Fall 2009

September 1, 2009

Traditional Approximate Pattern Matching (e.g. Hamming Distance errors, edit distance errors) assumes that various types of errors may occur in the data, but an implicit assumption is that the order of the data remains unchanged. Over the years some applications identified types of “errors” where the data remains correct but its order is compromised. The earliest example is the “swap” error motivated by a common typing error. Other widely known examples such as transpositions, reversals, and interchanges, are motivated by Biology. We propose a model that formally separates the concepts of “errors in the data” and “errors in the address” since they present different algorithmic challenges solved by different techniques. The “error in address” model, which we call asynchronous pattern matching, since the data is not assumed to arrive in a synchronous sequential manner, is rich in problems not addressed hitherto.

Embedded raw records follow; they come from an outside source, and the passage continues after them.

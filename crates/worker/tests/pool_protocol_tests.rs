//! 工作池单任务协议的集成测试
//!
//! 用脚本化执行器驱动重试路径，校验终态、指标行数与日志对象键。

use std::sync::Arc;
use std::time::{Duration, Instant};

use taskmill_domain::entities::TaskStatus;
use taskmill_domain::ports::{CommandRunner, LogStore};
use taskmill_domain::repositories::TaskRepository;
use taskmill_testing_utils::{
    InMemoryLogStore, MockMetricsSource, MockTaskRepository, ScriptedRunner, TaskBuilder,
};
use taskmill_worker::{WorkerPool, WorkerPoolConfig};

struct Harness {
    repo: Arc<MockTaskRepository>,
    log_store: Arc<InMemoryLogStore>,
    runner: Arc<ScriptedRunner>,
    pool: WorkerPool,
}

fn harness(config: WorkerPoolConfig, runner: ScriptedRunner) -> Harness {
    let repo = Arc::new(MockTaskRepository::new());
    let log_store = Arc::new(InMemoryLogStore::new());
    let runner = Arc::new(runner);
    let pool = WorkerPool::new(
        config,
        Arc::clone(&repo) as Arc<dyn TaskRepository>,
        Arc::clone(&log_store) as Arc<dyn LogStore>,
        Arc::new(MockMetricsSource::new()),
        Arc::clone(&runner) as Arc<dyn CommandRunner>,
    );
    Harness {
        repo,
        log_store,
        runner,
        pool,
    }
}

fn quick_config() -> WorkerPoolConfig {
    WorkerPoolConfig {
        worker_count: 1,
        retry_limit: 3,
        retry_delay: Duration::from_millis(10),
        queue_capacity: 100,
    }
}

#[tokio::test]
async fn test_success_writes_terminal_status_and_metrics() {
    let runner = ScriptedRunner::new();
    runner.push_success("hi\n");
    let h = harness(quick_config(), runner);

    let task = TaskBuilder::new("echo").id(7).build();
    h.repo.seed(task.clone());

    h.pool.start().await;
    h.pool.add_task(task).await.unwrap();
    h.pool.stop().await;

    assert_eq!(h.repo.task_status(7), Some(TaskStatus::Completed));
    // 起止时间已写入
    let stored = h.repo.get(7).await.unwrap().unwrap();
    assert!(stored.start_time.is_some());
    assert!(stored.end_time.is_some());

    // 前置、尝试后、成功后共三份主机样本，外加一份进程样本
    let rows = h.repo.metric_rows(7);
    let host_rows = rows.iter().filter(|r| r.load_average.is_some()).count();
    let process_rows = rows.iter().filter(|r| r.load_average.is_none()).count();
    assert_eq!(host_rows, 3);
    assert_eq!(process_rows, 1);

    // 成功输出归档在 logs/<job_name>/ 之下
    let keys = h.log_store.keys();
    assert_eq!(keys.len(), 1);
    assert!(keys[0].starts_with("logs/echo/"));
    assert!(keys[0].ends_with(".log"));
    assert_eq!(h.log_store.object(&keys[0]).unwrap(), b"hi\n");
}

#[tokio::test]
async fn test_success_on_attempt_k_leaves_k_minus_one_failure_blobs() {
    let runner = ScriptedRunner::new();
    runner.push_failure("boom 1");
    runner.push_failure("boom 2");
    runner.push_success("ok\n");
    let h = harness(quick_config(), runner);

    let task = TaskBuilder::new("flaky").id(3).build();
    h.repo.seed(task.clone());

    h.pool.start().await;
    h.pool.add_task(task).await.unwrap();
    h.pool.stop().await;

    assert_eq!(h.runner.call_count(), 3);
    assert_eq!(h.repo.task_status(3), Some(TaskStatus::Completed));

    let keys = h.log_store.keys();
    let failures: Vec<&String> = keys
        .iter()
        .filter(|k| k.starts_with("failed_tasks/"))
        .collect();
    assert_eq!(failures.len(), 2);
    assert!(keys.contains(&"failed_tasks/flaky_1.log".to_string()));
    assert!(keys.contains(&"failed_tasks/flaky_2.log".to_string()));
    assert_eq!(keys.iter().filter(|k| k.starts_with("logs/")).count(), 1);

    // 失败记录包含任务名、尝试序号、错误与 RFC3339 时间戳
    let blob = h.log_store.object("failed_tasks/flaky_1.log").unwrap();
    let text = String::from_utf8(blob).unwrap();
    assert!(text.contains("Task: flaky"));
    assert!(text.contains("Attempt: 1"));
    assert!(text.contains("Error: boom 1"));
    assert!(text.contains("Timestamp: "));
}

#[tokio::test]
async fn test_exhausted_retries_mark_failed_with_final_blob() {
    let runner = ScriptedRunner::new();
    runner.push_failure("always 1");
    runner.push_failure("always 2");
    let h = harness(
        WorkerPoolConfig {
            retry_limit: 2,
            ..quick_config()
        },
        runner,
    );

    let task = TaskBuilder::new("doomed").id(9).build();
    h.repo.seed(task.clone());

    h.pool.start().await;
    h.pool.add_task(task).await.unwrap();
    h.pool.stop().await;

    assert_eq!(h.runner.call_count(), 2);
    assert_eq!(h.repo.task_status(9), Some(TaskStatus::Failed));
    let stored = h.repo.get(9).await.unwrap().unwrap();
    assert!(stored.end_time.is_some());

    let keys = h.log_store.keys();
    assert!(keys.contains(&"failed_tasks/doomed_1.log".to_string()));
    assert!(keys.contains(&"failed_tasks/doomed_2.log".to_string()));

    // 终败输出写在成功键模式下，带 Task failed: 前缀
    let final_key = keys.iter().find(|k| k.starts_with("logs/doomed/")).unwrap();
    let blob = h.log_store.object(final_key).unwrap();
    assert!(String::from_utf8(blob).unwrap().starts_with("Task failed: "));
}

#[tokio::test]
async fn test_spawn_error_is_a_failed_attempt() {
    let runner = ScriptedRunner::new();
    runner.push_spawn_error("no such shell");
    runner.push_success("ok\n");
    let h = harness(quick_config(), runner);

    let task = TaskBuilder::new("spawny").id(2).build();
    h.repo.seed(task.clone());

    h.pool.start().await;
    h.pool.add_task(task).await.unwrap();
    h.pool.stop().await;

    assert_eq!(h.repo.task_status(2), Some(TaskStatus::Completed));
    let blob = h.log_store.object("failed_tasks/spawny_1.log").unwrap();
    assert!(String::from_utf8(blob).unwrap().contains("no such shell"));
}

#[tokio::test]
async fn test_zero_retry_limit_marks_failed_without_attempt() {
    let runner = ScriptedRunner::new();
    let h = harness(
        WorkerPoolConfig {
            retry_limit: 0,
            ..quick_config()
        },
        runner,
    );

    let task = TaskBuilder::new("never").id(5).build();
    h.repo.seed(task.clone());

    h.pool.start().await;
    h.pool.add_task(task).await.unwrap();
    h.pool.stop().await;

    // 一次都没有尝试，但终态仍然写入
    assert_eq!(h.runner.call_count(), 0);
    assert_eq!(h.repo.task_status(5), Some(TaskStatus::Failed));
}

#[tokio::test]
async fn test_add_task_applies_backpressure_when_queue_full() {
    let runner = ScriptedRunner::new().with_delay(Duration::from_millis(200));
    let h = harness(
        WorkerPoolConfig {
            worker_count: 1,
            queue_capacity: 1,
            retry_limit: 1,
            retry_delay: Duration::from_millis(1),
        },
        runner,
    );

    h.pool.start().await;

    let started = Instant::now();
    for i in 0..4 {
        let task = TaskBuilder::new("slow").id(i + 1).build();
        h.repo.seed(task.clone());
        h.pool.add_task(task).await.unwrap();
    }
    // 容量 1 的队列迫使生产者等待 worker 消化
    assert!(started.elapsed() >= Duration::from_millis(300));

    h.pool.stop().await;
    for i in 1..=4 {
        assert_eq!(h.repo.task_status(i), Some(TaskStatus::Completed));
    }
}

#[tokio::test]
async fn test_stop_drains_queued_tasks() {
    let runner = ScriptedRunner::new().with_delay(Duration::from_millis(50));
    let h = harness(
        WorkerPoolConfig {
            worker_count: 2,
            retry_limit: 1,
            retry_delay: Duration::from_millis(1),
            queue_capacity: 100,
        },
        runner,
    );

    h.pool.start().await;
    for i in 0..6 {
        let task = TaskBuilder::new("drain").id(i + 1).build();
        h.repo.seed(task.clone());
        h.pool.add_task(task).await.unwrap();
    }
    h.pool.stop().await;

    // stop 返回时所有已入队任务都已到达终态
    for i in 1..=6 {
        assert_eq!(h.repo.task_status(i), Some(TaskStatus::Completed));
    }
}

#[tokio::test]
async fn test_single_worker_preserves_enqueue_order() {
    let h = harness(
        WorkerPoolConfig {
            worker_count: 1,
            retry_limit: 1,
            retry_delay: Duration::from_millis(1),
            queue_capacity: 100,
        },
        ScriptedRunner::new(),
    );

    h.pool.start().await;
    for id in [3, 1, 7, 2] {
        let task = TaskBuilder::new("fifo").id(id).build();
        h.repo.seed(task.clone());
        h.pool.add_task(task).await.unwrap();
    }
    h.pool.stop().await;

    // 单生产者下出队顺序等于入队顺序
    assert_eq!(h.runner.executed_ids(), vec![3, 1, 7, 2]);
}

#[tokio::test]
async fn test_add_task_after_stop_is_rejected() {
    let h = harness(quick_config(), ScriptedRunner::new());
    h.pool.start().await;
    h.pool.stop().await;

    let task = TaskBuilder::new("late").id(42).build();
    assert!(h.pool.add_task(task).await.is_err());
}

We will consider some reasonable metrics for asynchronous pattern matching and show some efficient algorithms for these problems. As expected, the techniques needed to solve these problems are not taken from the standard pattern matching “toolkit”.

Speaker Biography: Amihood Amir received his Ph.D. in 1983 at Bar-Ilan University. He did his post-doc at MIT, and was on the faculty at Tufts, University of Maryland at College Park, and Georgia Tech, before joining Bar-Ilan University in 1994. Today he is a professor of Computer Science at Bar-Ilan University and a Research Professor at Johns Hopkins University. Amir had been head of the Bar-Ilan Responsa Project, and Chairman of the Department of Computer Science. Today he is dean of the College of Exact Sciences at Bar-Ilan University. Amihood Amir’s Ph.D. thesis was in logic of programs, particularly temporal logics. He later did some work in Complexity theory -sub-recursive classes of functions and the concept of “cheatability” in hard sets. Since the late 1980’s Amir’s research has been in Algorithms design and analysis, in particular Pattern Matching Algorithms. In the later area he has been instrumental in developing the multidimensional pattern matching area, compressed matching, and, recently, asynchronous matching. In this context he has also done work in algorithms for Computational Biology. Amir has also worked in the past in Scheduling algorithms, VLSI algorithms, and Data Mining algorithms.

Slides >>

September 22, 2009

Long-term, environmental sampling by networks of embedded sensors has long been a vision of the computer-science community. This vision has subsequently driven much of the research over the past decade around low-power communications and network protocols. Despite these advances however, almost all existing applications of sensor networks still hold to the traditional “data logger” paradigm, where a user preselects a fixed operating point and then deploys. This talk will present an overview of recent work around changing the way, long-term sensor networks can be used. We propose a revised architecture for environmental sensor networks, where nodes can adapt their behavior based on the amount of energy available to harvest from the environment and within the constraints of a user-policy. An overview of current work around wireless camera networks will also be presented, where smart energy management protocols will become critical for long-term use.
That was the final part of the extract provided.